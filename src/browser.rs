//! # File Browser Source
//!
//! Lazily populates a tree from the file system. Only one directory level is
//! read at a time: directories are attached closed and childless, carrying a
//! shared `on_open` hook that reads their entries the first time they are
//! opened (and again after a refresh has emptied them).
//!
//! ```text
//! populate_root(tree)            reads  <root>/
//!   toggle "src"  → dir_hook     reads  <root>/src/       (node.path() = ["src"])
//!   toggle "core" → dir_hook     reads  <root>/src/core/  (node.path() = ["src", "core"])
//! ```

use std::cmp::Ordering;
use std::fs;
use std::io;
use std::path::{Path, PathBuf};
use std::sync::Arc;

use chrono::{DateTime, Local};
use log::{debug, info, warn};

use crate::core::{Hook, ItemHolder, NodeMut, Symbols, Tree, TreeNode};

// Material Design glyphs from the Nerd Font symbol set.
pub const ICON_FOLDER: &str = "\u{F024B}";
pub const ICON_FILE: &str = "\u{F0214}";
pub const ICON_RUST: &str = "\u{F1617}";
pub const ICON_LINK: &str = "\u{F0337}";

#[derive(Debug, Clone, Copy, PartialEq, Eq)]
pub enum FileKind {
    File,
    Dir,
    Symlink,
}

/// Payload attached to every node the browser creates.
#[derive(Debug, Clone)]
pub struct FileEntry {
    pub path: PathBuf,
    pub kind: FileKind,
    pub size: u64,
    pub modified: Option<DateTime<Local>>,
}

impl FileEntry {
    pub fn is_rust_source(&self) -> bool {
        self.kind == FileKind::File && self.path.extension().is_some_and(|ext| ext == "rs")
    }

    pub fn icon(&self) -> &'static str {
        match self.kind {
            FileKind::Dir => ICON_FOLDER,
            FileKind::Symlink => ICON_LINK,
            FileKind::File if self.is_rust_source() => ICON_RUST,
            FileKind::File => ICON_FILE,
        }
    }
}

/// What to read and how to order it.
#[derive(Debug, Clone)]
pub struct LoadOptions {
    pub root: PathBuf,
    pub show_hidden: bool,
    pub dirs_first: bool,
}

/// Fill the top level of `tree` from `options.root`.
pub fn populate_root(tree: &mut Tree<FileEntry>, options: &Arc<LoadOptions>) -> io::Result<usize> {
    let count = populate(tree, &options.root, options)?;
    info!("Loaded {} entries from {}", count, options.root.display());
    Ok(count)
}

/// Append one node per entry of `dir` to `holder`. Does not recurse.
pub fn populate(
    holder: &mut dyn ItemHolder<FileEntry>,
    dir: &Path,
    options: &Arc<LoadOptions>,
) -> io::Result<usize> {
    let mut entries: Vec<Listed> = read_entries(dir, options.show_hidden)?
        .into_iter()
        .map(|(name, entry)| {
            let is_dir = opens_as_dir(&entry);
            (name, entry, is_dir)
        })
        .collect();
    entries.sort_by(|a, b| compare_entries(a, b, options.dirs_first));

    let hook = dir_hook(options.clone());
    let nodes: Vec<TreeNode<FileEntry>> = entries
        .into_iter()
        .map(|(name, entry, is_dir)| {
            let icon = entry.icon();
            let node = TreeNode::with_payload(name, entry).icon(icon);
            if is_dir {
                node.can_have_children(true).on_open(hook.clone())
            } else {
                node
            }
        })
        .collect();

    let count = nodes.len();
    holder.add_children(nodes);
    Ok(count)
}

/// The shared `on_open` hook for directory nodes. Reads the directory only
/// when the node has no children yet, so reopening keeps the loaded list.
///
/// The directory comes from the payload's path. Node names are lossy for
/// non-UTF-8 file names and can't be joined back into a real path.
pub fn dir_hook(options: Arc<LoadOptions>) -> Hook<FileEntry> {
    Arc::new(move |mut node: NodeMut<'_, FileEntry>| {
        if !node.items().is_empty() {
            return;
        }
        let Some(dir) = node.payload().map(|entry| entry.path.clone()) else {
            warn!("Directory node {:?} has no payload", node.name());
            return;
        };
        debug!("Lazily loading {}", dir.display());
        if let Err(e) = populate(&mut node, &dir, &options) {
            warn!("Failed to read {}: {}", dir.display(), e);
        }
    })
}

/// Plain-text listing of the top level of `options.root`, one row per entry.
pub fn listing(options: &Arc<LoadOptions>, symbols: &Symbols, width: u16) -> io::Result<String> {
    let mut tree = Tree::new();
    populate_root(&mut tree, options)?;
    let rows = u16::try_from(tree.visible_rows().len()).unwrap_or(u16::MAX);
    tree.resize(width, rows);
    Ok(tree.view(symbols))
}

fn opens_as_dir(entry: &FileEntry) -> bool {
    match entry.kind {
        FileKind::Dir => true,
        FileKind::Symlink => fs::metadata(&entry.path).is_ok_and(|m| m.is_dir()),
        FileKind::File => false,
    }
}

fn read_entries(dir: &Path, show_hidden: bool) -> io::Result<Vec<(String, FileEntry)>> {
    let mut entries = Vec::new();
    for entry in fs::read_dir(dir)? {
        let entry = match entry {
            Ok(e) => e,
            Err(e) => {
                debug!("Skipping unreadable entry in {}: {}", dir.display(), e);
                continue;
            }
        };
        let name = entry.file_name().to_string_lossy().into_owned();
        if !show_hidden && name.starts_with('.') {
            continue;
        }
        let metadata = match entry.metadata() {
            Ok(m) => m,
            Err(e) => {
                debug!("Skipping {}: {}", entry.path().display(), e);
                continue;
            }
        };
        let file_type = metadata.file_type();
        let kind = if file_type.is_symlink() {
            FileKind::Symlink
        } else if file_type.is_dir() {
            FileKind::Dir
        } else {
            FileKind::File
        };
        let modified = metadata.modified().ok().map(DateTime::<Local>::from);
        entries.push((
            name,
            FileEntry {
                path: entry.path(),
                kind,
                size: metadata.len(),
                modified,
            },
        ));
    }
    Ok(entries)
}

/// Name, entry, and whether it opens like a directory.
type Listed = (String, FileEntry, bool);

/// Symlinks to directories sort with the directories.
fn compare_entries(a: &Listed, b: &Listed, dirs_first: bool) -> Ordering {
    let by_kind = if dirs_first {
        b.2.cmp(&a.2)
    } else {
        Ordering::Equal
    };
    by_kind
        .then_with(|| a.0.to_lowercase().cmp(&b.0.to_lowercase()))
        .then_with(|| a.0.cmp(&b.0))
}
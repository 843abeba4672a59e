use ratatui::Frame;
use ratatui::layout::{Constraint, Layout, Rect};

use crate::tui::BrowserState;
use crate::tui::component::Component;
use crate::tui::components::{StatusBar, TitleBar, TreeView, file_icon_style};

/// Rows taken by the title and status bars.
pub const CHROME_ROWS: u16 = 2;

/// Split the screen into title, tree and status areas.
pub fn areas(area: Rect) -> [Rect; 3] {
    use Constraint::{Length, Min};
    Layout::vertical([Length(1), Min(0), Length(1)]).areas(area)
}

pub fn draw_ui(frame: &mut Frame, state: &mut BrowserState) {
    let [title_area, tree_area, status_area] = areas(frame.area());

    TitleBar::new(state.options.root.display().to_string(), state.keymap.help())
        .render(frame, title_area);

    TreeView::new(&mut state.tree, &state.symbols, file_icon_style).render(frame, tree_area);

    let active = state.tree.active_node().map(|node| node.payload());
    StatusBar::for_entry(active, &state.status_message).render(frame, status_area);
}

● ● ● ● ● ● ●

The problem. Your answer must be a copy of every line in the data above that holds the string "Local".

Solution to this task.
use chrono::{DateTime, Local};
    pub modified: Option<DateTime<Local>>,
        let modified = metadata.modified().ok().map(DateTime::<Local>::from);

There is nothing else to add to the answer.